◆ Task goal ◆
Print exactly the lines below between the line holding "repository cb985758c513fff5" and the line holding "use crate::vad::PhraseLimits;", inclusive, and nothing more.

Stored data:
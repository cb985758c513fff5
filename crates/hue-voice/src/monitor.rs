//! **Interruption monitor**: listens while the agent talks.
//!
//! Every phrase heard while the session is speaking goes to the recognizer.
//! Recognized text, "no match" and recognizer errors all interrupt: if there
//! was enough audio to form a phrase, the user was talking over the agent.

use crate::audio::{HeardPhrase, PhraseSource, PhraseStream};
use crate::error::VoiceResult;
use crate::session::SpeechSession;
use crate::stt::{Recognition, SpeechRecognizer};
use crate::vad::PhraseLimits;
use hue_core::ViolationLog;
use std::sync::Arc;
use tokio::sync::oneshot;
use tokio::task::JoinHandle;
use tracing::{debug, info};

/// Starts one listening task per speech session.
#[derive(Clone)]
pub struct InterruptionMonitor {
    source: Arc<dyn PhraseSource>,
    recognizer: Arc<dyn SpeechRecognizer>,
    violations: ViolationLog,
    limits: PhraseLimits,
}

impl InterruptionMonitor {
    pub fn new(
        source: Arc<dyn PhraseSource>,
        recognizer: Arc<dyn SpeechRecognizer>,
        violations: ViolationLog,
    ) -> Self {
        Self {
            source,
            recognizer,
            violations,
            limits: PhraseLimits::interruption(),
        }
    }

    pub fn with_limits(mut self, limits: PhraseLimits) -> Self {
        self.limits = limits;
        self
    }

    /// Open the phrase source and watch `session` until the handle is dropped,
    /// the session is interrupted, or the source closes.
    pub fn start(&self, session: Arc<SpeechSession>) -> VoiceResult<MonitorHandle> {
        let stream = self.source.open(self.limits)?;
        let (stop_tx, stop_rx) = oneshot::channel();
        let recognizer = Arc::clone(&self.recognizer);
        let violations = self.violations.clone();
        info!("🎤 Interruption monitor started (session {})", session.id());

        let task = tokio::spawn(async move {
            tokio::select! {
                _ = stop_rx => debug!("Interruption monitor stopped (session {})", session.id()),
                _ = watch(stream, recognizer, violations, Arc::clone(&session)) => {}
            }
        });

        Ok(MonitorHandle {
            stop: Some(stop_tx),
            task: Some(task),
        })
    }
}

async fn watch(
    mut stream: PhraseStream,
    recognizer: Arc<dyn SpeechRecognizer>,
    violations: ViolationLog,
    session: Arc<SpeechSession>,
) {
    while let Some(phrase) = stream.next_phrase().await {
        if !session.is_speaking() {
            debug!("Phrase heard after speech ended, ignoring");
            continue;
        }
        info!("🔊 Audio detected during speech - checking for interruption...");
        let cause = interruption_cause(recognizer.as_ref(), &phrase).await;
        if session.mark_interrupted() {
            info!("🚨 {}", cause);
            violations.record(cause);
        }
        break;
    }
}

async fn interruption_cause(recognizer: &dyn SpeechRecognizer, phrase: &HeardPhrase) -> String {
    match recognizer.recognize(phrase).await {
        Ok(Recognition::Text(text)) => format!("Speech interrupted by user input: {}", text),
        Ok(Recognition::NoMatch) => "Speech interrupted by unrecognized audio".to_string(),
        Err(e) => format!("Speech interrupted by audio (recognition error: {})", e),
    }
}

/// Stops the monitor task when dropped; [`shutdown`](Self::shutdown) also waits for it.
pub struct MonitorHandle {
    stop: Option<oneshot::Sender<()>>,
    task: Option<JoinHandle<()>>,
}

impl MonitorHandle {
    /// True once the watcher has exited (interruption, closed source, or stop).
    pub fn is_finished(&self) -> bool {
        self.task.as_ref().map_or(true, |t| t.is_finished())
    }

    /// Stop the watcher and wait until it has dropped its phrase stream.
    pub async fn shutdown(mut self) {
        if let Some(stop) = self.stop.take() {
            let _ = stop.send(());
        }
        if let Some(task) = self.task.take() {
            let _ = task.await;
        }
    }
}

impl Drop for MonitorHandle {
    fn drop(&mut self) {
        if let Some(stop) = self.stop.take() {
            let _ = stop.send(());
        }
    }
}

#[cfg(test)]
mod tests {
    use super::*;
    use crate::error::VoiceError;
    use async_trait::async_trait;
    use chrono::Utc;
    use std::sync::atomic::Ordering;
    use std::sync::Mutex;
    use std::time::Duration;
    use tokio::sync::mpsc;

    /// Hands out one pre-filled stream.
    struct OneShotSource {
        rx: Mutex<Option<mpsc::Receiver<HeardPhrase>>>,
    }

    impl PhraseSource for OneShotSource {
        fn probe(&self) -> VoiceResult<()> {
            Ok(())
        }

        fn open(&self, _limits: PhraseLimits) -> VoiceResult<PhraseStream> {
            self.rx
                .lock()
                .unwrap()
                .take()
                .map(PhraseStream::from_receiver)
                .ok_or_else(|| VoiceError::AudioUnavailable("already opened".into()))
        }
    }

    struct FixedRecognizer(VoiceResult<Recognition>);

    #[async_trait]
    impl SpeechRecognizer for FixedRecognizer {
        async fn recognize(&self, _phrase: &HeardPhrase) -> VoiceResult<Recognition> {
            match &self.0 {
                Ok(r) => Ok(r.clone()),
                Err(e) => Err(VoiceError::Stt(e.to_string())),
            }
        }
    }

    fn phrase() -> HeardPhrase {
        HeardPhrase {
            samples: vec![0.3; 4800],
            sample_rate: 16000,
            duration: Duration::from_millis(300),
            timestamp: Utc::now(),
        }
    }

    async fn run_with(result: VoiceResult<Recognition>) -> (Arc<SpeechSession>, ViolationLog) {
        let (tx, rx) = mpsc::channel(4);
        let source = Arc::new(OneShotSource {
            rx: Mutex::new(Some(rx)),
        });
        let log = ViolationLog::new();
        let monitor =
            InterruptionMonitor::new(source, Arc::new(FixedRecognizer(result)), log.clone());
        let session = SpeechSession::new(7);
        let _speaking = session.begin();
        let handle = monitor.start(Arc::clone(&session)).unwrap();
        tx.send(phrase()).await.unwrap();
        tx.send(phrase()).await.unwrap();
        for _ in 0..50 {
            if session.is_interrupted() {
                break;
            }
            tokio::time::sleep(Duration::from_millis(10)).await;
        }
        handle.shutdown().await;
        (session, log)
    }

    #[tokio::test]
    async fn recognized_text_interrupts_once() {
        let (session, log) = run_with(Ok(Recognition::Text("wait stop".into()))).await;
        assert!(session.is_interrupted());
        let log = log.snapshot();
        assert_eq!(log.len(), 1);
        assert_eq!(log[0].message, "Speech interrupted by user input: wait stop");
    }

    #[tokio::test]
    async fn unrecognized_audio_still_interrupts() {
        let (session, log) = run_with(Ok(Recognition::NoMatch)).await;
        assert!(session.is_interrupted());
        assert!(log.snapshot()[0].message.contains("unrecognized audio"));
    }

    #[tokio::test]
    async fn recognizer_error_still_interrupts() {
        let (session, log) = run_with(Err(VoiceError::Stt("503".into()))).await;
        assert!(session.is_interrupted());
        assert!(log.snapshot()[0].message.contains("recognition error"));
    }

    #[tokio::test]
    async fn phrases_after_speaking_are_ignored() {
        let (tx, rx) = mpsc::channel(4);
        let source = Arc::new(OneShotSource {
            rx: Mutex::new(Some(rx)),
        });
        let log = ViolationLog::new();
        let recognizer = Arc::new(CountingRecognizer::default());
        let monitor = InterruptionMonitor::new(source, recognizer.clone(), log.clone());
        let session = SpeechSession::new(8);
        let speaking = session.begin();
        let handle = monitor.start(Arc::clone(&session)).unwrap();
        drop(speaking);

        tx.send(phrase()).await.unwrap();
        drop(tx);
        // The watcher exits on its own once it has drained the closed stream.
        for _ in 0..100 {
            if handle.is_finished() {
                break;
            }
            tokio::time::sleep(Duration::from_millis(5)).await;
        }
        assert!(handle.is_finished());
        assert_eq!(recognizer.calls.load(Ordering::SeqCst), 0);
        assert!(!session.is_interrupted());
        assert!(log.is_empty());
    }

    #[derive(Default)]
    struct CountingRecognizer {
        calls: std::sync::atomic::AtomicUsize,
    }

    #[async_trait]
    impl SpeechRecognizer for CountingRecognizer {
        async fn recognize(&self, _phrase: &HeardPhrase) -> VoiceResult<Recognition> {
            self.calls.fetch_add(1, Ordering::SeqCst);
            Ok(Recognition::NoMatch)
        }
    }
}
==
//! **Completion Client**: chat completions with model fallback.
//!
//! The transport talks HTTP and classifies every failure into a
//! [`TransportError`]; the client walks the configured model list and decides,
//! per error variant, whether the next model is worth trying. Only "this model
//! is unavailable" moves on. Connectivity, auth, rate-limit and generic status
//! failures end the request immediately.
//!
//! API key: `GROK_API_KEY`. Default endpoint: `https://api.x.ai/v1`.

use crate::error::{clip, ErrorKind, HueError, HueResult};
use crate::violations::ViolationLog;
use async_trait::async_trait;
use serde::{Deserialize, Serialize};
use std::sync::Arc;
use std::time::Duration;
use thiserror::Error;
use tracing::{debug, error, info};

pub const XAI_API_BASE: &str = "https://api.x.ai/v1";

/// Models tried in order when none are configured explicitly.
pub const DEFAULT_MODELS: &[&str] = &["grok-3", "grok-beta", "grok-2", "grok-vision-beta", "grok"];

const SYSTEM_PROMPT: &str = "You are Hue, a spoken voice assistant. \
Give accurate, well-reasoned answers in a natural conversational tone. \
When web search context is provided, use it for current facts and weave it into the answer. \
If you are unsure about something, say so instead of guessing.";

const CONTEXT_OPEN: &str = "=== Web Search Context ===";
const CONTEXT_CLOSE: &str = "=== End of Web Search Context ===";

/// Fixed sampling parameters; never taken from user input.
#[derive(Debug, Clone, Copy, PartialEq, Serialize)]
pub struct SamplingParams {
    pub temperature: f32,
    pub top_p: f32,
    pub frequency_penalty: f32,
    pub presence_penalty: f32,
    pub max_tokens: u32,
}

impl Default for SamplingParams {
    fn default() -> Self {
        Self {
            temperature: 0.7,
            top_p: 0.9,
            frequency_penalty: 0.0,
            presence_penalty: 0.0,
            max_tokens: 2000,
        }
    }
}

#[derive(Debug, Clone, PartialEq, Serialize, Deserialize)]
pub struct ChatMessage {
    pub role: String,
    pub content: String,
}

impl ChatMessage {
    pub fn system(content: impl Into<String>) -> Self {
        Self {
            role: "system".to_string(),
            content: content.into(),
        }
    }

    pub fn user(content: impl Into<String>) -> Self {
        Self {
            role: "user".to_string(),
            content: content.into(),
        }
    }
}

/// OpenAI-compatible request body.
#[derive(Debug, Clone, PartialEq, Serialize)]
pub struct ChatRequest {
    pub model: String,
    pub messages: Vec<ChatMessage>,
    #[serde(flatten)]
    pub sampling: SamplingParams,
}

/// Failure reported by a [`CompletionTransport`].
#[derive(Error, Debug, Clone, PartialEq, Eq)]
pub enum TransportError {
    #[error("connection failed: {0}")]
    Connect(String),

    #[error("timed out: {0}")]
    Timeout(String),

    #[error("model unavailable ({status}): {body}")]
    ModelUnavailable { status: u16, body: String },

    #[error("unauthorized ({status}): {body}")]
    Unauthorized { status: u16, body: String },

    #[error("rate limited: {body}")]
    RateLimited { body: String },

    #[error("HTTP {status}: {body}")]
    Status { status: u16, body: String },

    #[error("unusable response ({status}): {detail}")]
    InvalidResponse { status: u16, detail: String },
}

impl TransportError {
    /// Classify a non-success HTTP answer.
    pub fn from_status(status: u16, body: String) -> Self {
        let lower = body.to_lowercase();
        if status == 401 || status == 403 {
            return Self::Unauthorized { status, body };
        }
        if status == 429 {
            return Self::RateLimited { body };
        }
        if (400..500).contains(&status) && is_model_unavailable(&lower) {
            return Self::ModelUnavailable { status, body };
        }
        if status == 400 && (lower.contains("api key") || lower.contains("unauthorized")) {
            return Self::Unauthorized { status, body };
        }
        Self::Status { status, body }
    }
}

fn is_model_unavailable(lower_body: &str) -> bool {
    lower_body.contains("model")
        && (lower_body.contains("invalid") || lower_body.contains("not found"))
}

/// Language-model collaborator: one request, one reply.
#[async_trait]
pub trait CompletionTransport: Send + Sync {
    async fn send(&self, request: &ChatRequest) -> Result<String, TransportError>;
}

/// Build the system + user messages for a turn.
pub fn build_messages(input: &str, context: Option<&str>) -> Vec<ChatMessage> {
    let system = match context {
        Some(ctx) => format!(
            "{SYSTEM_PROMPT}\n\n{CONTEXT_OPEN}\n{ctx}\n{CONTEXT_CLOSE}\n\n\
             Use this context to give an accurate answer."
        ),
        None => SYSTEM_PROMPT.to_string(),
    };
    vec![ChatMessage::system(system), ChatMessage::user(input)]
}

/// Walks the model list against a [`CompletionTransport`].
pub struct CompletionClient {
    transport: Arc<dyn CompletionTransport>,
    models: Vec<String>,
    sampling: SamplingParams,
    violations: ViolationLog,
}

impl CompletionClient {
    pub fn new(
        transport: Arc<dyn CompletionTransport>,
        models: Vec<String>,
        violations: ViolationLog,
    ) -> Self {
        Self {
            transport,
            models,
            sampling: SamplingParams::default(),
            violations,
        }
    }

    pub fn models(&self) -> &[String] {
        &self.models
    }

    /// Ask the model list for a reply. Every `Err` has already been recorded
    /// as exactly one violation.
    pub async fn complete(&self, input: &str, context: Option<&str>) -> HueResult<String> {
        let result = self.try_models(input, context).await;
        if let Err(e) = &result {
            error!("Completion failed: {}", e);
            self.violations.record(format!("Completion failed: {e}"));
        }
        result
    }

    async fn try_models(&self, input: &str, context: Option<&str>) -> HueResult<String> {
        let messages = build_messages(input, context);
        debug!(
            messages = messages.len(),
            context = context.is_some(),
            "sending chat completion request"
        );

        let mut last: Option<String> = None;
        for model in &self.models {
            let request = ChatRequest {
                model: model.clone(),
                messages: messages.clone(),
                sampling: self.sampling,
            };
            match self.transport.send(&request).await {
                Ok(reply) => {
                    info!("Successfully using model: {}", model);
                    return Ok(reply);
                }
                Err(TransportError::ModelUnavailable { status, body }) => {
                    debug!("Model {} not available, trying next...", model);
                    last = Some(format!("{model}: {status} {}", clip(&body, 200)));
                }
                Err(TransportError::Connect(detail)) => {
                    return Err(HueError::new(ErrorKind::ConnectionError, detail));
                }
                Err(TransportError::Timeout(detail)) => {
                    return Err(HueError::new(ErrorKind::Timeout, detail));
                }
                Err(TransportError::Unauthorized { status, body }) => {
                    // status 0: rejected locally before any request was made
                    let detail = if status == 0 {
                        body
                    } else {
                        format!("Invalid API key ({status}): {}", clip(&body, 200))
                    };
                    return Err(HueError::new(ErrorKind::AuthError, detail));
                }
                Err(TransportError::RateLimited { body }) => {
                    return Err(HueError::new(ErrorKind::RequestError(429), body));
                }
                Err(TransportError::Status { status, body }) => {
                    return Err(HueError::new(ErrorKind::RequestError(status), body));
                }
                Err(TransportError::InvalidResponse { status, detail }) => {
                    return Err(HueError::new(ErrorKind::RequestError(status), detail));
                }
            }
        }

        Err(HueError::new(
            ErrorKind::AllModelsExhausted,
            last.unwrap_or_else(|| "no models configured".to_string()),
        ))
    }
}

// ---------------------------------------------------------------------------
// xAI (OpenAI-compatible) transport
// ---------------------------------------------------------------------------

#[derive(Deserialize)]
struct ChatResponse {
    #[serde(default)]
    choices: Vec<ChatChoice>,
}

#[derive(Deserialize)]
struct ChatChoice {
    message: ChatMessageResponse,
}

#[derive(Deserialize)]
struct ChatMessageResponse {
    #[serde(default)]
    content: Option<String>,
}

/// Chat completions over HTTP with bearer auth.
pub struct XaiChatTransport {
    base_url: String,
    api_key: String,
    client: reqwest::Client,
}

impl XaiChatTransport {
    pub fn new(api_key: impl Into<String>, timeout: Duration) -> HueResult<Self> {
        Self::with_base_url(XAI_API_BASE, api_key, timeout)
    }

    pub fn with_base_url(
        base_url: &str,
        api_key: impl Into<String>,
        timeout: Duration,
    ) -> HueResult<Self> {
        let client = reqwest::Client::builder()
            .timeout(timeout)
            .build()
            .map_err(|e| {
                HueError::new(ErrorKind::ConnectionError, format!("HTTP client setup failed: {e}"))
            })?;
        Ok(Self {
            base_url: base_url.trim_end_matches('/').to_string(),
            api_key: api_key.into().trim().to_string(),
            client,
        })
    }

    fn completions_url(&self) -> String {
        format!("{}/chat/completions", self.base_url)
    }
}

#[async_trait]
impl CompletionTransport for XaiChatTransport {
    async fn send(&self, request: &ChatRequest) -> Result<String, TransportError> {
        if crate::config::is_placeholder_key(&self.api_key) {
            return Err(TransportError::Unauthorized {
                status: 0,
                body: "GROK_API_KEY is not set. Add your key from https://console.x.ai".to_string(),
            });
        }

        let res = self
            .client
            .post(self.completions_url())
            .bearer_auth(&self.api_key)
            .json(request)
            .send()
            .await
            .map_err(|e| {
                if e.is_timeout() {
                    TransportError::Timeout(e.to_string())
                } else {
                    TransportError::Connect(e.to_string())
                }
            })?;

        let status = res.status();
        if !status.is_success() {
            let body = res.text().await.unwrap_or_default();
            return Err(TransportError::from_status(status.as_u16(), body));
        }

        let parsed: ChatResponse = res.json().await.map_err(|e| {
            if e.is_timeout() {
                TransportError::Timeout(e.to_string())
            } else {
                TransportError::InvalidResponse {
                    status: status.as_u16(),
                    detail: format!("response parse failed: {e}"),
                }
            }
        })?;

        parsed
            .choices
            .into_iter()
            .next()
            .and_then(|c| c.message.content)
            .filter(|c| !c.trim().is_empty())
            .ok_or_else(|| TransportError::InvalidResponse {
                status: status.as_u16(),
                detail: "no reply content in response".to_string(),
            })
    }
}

◆ Answer for this exercise ◆
repository cb985758c513fff5
filename crates/hue-voice/src/monitor.rs
//! **Interruption monitor**: listens while the agent talks.
//!
//! Every phrase heard while the session is speaking goes to the recognizer.
//! Recognized text, "no match" and recognizer errors all interrupt: if there
//! was enough audio to form a phrase, the user was talking over the agent.

use crate::audio::{HeardPhrase, PhraseSource, PhraseStream};
use crate::error::VoiceResult;
use crate::session::SpeechSession;
use crate::stt::{Recognition, SpeechRecognizer};
use crate::vad::PhraseLimits;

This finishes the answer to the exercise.